The story just keepsw getting worse. A new analysis shows that the Harper-Baird plan will produce windfall profits for the worst greenhouse gas emitters in Canada. The following is adapted from a WWF news release, dated November 27. There’s a link to the full report at the bottom.

The booming tar sands industry may actually profit by up to $700 million from selling carbon credits while their global warming emissions dramatically increase.An analysis by the UK-based Tyndall Centre for Climate Research, commissioned by WWF, demonstrates this perverse outcome arises because the federal government’s proposed greenhouse gas limit for large industrial facilities is set at a level below what is attainable, and in some cases, below what has already been voluntarily committed to by industry.

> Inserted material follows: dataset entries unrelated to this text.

//! Owned, lifetime-free model of one source module.
//!
//! OXC ASTs borrow from an arena that lives only as long as the parse, so
//! each file is lowered once into a [`ModuleModel`] that the analyzer can
//! cache, share and query across files. The model keeps exactly what
//! classification and mutation need: scopes and bindings, imports and
//! exports, variable declarators with their initializers, iteration frames
//! and every JSX element with byte spans into the original text.

mod expr;
mod jsx;
mod lower;
mod scan;

use std::path::PathBuf;

use rustc_hash::FxHashMap;
use vedit_gen::LineIndex;

pub use expr::{Expr, ExprKind, MemberProp, Property};
pub use jsx::{AttrValue, ChildKind, JsxAttr, JsxChild, JsxElement};
pub use lower::lower_source;
pub use scan::JsxSummary;

pub(crate) use expr::render_index;

pub type ScopeId = usize;
pub type FrameId = usize;
pub type ElementId = usize;
pub type DeclaratorId = usize;
pub type ImportId = usize;

/// Module scope id.
pub const MODULE_SCOPE: ScopeId = 0;

/// Methods whose callback receives array items.
pub const ITERATION_METHODS: &[&str] = &[
    "map",
    "forEach",
    "filter",
    "reduce",
    "reduceRight",
    "flatMap",
    "find",
    "findIndex",
    "some",
    "every",
];

/// Byte range into the source text.
#[derive(Debug, Clone, Copy, PartialEq, Eq, Default, Hash)]
pub struct Span {
    pub start: u32,
    pub end: u32,
}

impl Span {
    pub fn new(start: u32, end: u32) -> Self {
        Self { start, end }
    }

    pub fn is_empty(&self) -> bool {
        self.start >= self.end
    }

    pub fn slice<'s>(&self, source: &'s str) -> &'s str {
        source
            .get(self.start as usize..self.end as usize)
            .unwrap_or_default()
    }
}

impl From<oxc_span::Span> for Span {
    fn from(span: oxc_span::Span) -> Self {
        Self::new(span.start, span.end)
    }
}

/// Where an expression sits: its scope, innermost iteration frame and the
/// name of the enclosing component or declarator.
#[derive(Debug, Clone, Default, PartialEq)]
pub struct Site {
    pub scope: ScopeId,
    pub frame: Option<FrameId>,
    pub owner: Option<String>,
}

/// Function scope. Block scopes are folded into their function.
#[derive(Debug, Clone, Default)]
pub struct Scope {
    pub parent: Option<ScopeId>,
    pub bindings: FxHashMap<String, Binding>,
    /// Set when this function is the callback of an iteration call.
    pub frame: Option<FrameId>,
}

#[derive(Debug, Clone)]
pub enum Binding {
    Import {
        import: ImportId,
        specifier: usize,
    },
    Param {
        destructured: bool,
        /// Parameter of an iteration callback rather than a component.
        callback: bool,
    },
    Var {
        declarator: DeclaratorId,
        destructured: bool,
    },
    Function(JsxSummary),
    Class(JsxSummary),
}

#[derive(Debug, Clone)]
pub struct ImportEntry {
    pub source: String,
    pub specifiers: Vec<ImportSpecifier>,
}

#[derive(Debug, Clone)]
pub struct ImportSpecifier {
    pub local: String,
    pub kind: ImportKind,
}

#[derive(Debug, Clone, PartialEq, Eq)]
pub enum ImportKind {
    Named(String),
    Default,
    Namespace,
}

impl ImportKind {
    /// Export name this specifier reads from the target module.
    pub fn export_name(&self) -> Option<&str> {
        match self {
            ImportKind::Named(name) => Some(name),
            ImportKind::Default => Some("default"),
            ImportKind::Namespace => None,
        }
    }
}

#[derive(Debug, Clone, Copy, PartialEq, Eq)]
pub enum VarKind {
    Var,
    Let,
    Const,
    Other,
}

#[derive(Debug, Clone)]
pub struct Declarator {
    /// Identifier name; `None` for destructuring patterns.
    pub name: Option<String>,
    pub kind: VarKind,
    pub line: u32,
    pub span: Span,
    pub init: Option<Expr>,
    /// JSX found anywhere in the initializer.
    pub init_summary: JsxSummary,
    pub scope: ScopeId,
}

impl Declarator {
    pub fn is_const(&self) -> bool {
        self.kind == VarKind::Const
    }
}

#[derive(Debug, Clone)]
pub struct ExportEntry {
    pub exported: String,
    pub target: ExportTarget,
}

#[derive(Debug, Clone)]
pub enum ExportTarget {
    /// Exports a module-scope binding.
    Local(String),
    /// `export { imported as exported } from "source"`
    ReExport { source: String, imported: String },
    /// `export default <expression>` with no local name.
    DefaultExpr {
        expr: Option<Expr>,
        summary: JsxSummary,
    },
}

/// A call to one of [`ITERATION_METHODS`].
#[derive(Debug, Clone)]
pub struct IterationFrame {
    pub method: String,
    /// Receiver of the call (`items` in `items.map(...)`).
    pub array: Expr,
    /// First callback parameter, when it is a plain identifier.
    pub item_param: Option<String>,
    pub index_param: Option<String>,
    /// Where the call itself sits.
    pub site: Site,
    pub line: u32,
}

#[derive(Debug, Clone)]
pub struct ModuleModel {
    pub path: PathBuf,
    pub line_index: LineIndex,
    pub scopes: Vec<Scope>,
    pub imports: Vec<ImportEntry>,
    pub exports: Vec<ExportEntry>,
    pub declarators: Vec<Declarator>,
    pub elements: Vec<JsxElement>,
    pub frames: Vec<IterationFrame>,
}

impl ModuleModel {
    /// Resolve `name` from `scope` outwards.
    pub fn lookup(&self, scope: ScopeId, name: &str) -> Option<&Binding> {
        let mut current = Some(scope);
        while let Some(id) = current {
            let scope = self.scopes.get(id)?;
            if let Some(binding) = scope.bindings.get(name) {
                return Some(binding);
            }
            current = scope.parent;
        }
        None
    }

    pub fn module_binding(&self, name: &str) -> Option<&Binding> {
        self.lookup(MODULE_SCOPE, name)
    }

    pub fn import(&self, import: ImportId, specifier: usize) -> Option<(&ImportEntry, &ImportSpecifier)> {
        let entry = self.imports.get(import)?;
        Some((entry, entry.specifiers.get(specifier)?))
    }

    pub fn declarator(&self, id: DeclaratorId) -> Option<&Declarator> {
        self.declarators.get(id)
    }

    pub fn element(&self, id: ElementId) -> Option<&JsxElement> {
        self.elements.get(id)
    }

    /// Element whose span starts at `start`.
    pub fn element_at(&self, start: u32) -> Option<ElementId> {
        self.elements.iter().position(|e| e.span.start == start)
    }

    pub fn parent_of(&self, id: ElementId) -> Option<&JsxElement> {
        self.elements.get(id)?.parent.and_then(|p| self.elements.get(p))
    }

    /// Elements whose opening tag starts on `line`, in source order.
    pub fn elements_on_line(&self, line: u32) -> impl Iterator<Item = (ElementId, &JsxElement)> {
        self.elements
            .iter()
            .enumerate()
            .filter(move |(_, e)| e.line == line)
    }

    /// Declarators binding `name`, in source order.
    pub fn declarators_named<'m>(&'m self, name: &'m str) -> impl Iterator<Item = &'m Declarator> {
        self.declarators
            .iter()
            .filter(move |d| d.name.as_deref() == Some(name))
    }

    pub fn export(&self, exported: &str) -> Option<&ExportEntry> {
        self.exports.iter().find(|e| e.exported == exported)
    }

    pub fn line(&self, offset: u32) -> u32 {
        self.line_index.line(offset)
    }
}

The Tyndall Centre used published tar sands growth and greenhouse gas mitigation scenarios to assess the impact of the government’s proposed intensity-based regulation for Large Final Emitters, a key element of the Harper government’s current climate change plan.

Key findings include:

  • The government’s proposed requirements dampen but don’t reduce global warming pollution from the tar sands; emissions will grow between 112 per cent and 219 per cent by 2015.
  • The proposed slowing in emissions growth is in line with or less than what is expected in the absence of these government requirements and in some instances less than what has already been voluntarily committed to by industry.
  • The ability for companies to sell extra greenhouse gas reductions as carbon credits under the government’s proposed plan means that the windfall profit for tar sands companies could be in the order of $30 – $700 million, according to the report.
  • The cost of compliance with the government’s proposed requirements is expected to be minimal for tar sands companies, ranging from zero to a maximum eight cents per barrel.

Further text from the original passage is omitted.